__EXERCISE DIRECTIONS__
If a line of the data below holds the string "probe", copy it.

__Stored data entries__

//! Newline tokenizer over a byte buffer.
//!
//! [`Lines`] walks the buffer with `memchr`, yielding one [`Line`] per record.
//! Empty lines are skipped. A trailing `\r` is stripped so CRLF files read the
//! same as LF files. The final line is yielded even without a terminator.

use memchr::memchr;
use std::ops::Range;

/// One record's bytes, without the line terminator
#[derive(Debug, Clone, Copy, PartialEq, Eq)]
pub struct Line<'a> {
    /// Absolute byte position of the first byte of the line in the input
    pub offset: usize,
    pub bytes: &'a [u8],
}

/// Lazy iterator over the non-empty lines of a buffer
#[derive(Debug, Clone)]
pub struct Lines<'a> {
    data: &'a [u8],
    pos: usize,
    base_offset: usize,
}

impl<'a> Lines<'a> {
    pub fn new(data: &'a [u8]) -> Self {
        Self::with_base_offset(data, 0)
    }

    /// Tokenize a slice that starts at `base_offset` within a larger input
    ///
    /// Reported offsets are absolute, which keeps error positions correct when
    /// a shard of the input is tokenized on its own.
    pub fn with_base_offset(data: &'a [u8], base_offset: usize) -> Self {
        Self {
            data,
            pos: 0,
            base_offset,
        }
    }
}

impl<'a> Iterator for Lines<'a> {
    type Item = Line<'a>;

    fn next(&mut self) -> Option<Self::Item> {
        while self.pos < self.data.len() {
            let start = self.pos;
            let end = memchr(b'\n', &self.data[start..])
                .map(|p| start + p)
                .unwrap_or(self.data.len());
            self.pos = end + 1;

            let mut bytes = &self.data[start..end];
            if let [rest @ .., b'\r'] = bytes {
                bytes = rest;
            }
            if !bytes.is_empty() {
                return Some(Line {
                    offset: self.base_offset + start,
                    bytes,
                });
            }
        }
        None
    }
}

/// Split `data` into at most `shards` contiguous ranges aligned to line starts
///
/// Each boundary sits just after a `\n`, so no line straddles two ranges. The
/// ranges cover `data` exactly, in order. Fewer ranges are returned when the
/// buffer holds fewer lines than requested shards; an empty buffer yields none.
pub fn aligned_ranges(data: &[u8], shards: usize) -> Vec<Range<usize>> {
    let shards = shards.max(1);
    let target = data.len().div_ceil(shards).max(1);

    let mut ranges = Vec::with_capacity(shards);
    let mut start = 0;
    while start < data.len() {
        let probe = start + target;
        let end = if probe >= data.len() {
            data.len()
        } else {
            // Extend the range up to and including the next newline
            match memchr(b'\n', &data[probe - 1..]) {
                Some(p) => probe + p,
                None => data.len(),
            }
        };
        ranges.push(start..end);
        start = end;
    }
    ranges
}
//! rbrc - Single-Pass Station Statistics
//!
//! Reads a `station;value` file and prints `{Station=min/mean/max, ...}`.

use anyhow::{Context, Result};
use clap::{Arg, ArgAction, ArgMatches, Command};
use log::warn;
use rbrc::config::{parse_delimiter, DEFAULT_INPUT};
use rbrc::parser::RecordPolicy;
use rbrc::{Config, SourceStrategy};
use std::path::PathBuf;

fn cli() -> Command {
    let command = Command::new("rbrc")
        .version(rbrc::VERSION)
        .about("Per-station min/mean/max over a large `station;value` file")
        .long_about(
            "rbrc folds every `key;value` record of the input into per-key minimum, \
             mean and maximum, and prints them sorted by key with one decimal digit.",
        )
        .arg(
            Arg::new("file")
                .help("Path to the measurements file")
                .default_value(DEFAULT_INPUT)
                .index(1),
        )
        .arg(
            Arg::new("threads")
                .short('t')
                .long("threads")
                .help("Worker threads (1 folds sequentially) [default: all cores]")
                .value_parser(clap::value_parser!(usize)),
        )
        .arg(
            Arg::new("delimiter")
                .short('d')
                .long("delimiter")
                .help("Single ASCII character separating key and value [default: ;]"),
        )
        .arg(
            Arg::new("lenient")
                .long("lenient")
                .help("Skip malformed records instead of aborting")
                .action(ArgAction::SetTrue),
        )
        .arg(
            Arg::new("strategy")
                .long("strategy")
                .help("How to read the input: auto, mmap or buffered [default: auto]"),
        );

    #[cfg(feature = "config")]
    let command = command.arg(
        Arg::new("config")
            .short('c')
            .long("config")
            .help("TOML configuration file"),
    );

    command
}

fn build_config(matches: &ArgMatches) -> Result<Config> {
    let mut config = Config::default();

    #[cfg(feature = "config")]
    {
        use rbrc::config::FileConfig;
        let file = match matches.get_one::<String>("config") {
            Some(path) => Some(FileConfig::load(std::path::Path::new(path))?),
            None => FileConfig::load_default()?,
        };
        if let Some(file) = file {
            file.apply_to(&mut config)?;
        }
    }

    if let Some(file) = matches.get_one::<String>("file") {
        config.input = PathBuf::from(file);
    }
    if let Some(threads) = matches.get_one::<usize>("threads") {
        config.threads = Some(*threads);
    }
    if let Some(delimiter) = matches.get_one::<String>("delimiter") {
        config.delimiter = parse_delimiter(delimiter)?;
    }
    if matches.get_flag("lenient") {
        config.policy = RecordPolicy::Lenient;
    }
    if let Some(strategy) = matches.get_one::<String>("strategy") {
        config.strategy = strategy.parse::<SourceStrategy>()?;
    }

    Ok(config)
}

fn main() -> Result<()> {
    env_logger::init();

    let matches = cli().get_matches();
    let config = build_config(&matches)?;

    let report = rbrc::run(&config)
        .with_context(|| format!("failed to aggregate {}", config.input.display()))?;

    if report.rejected > 0 {
        warn!("skipped {} malformed records", report.rejected);
    }

    println!("{}", report.summary);
    Ok(())
}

__WRITTEN RESPONSE__
        let probe = start + target;
        let end = if probe >= data.len() {
            match memchr(b'\n', &data[probe - 1..]) {
                Some(p) => probe + p,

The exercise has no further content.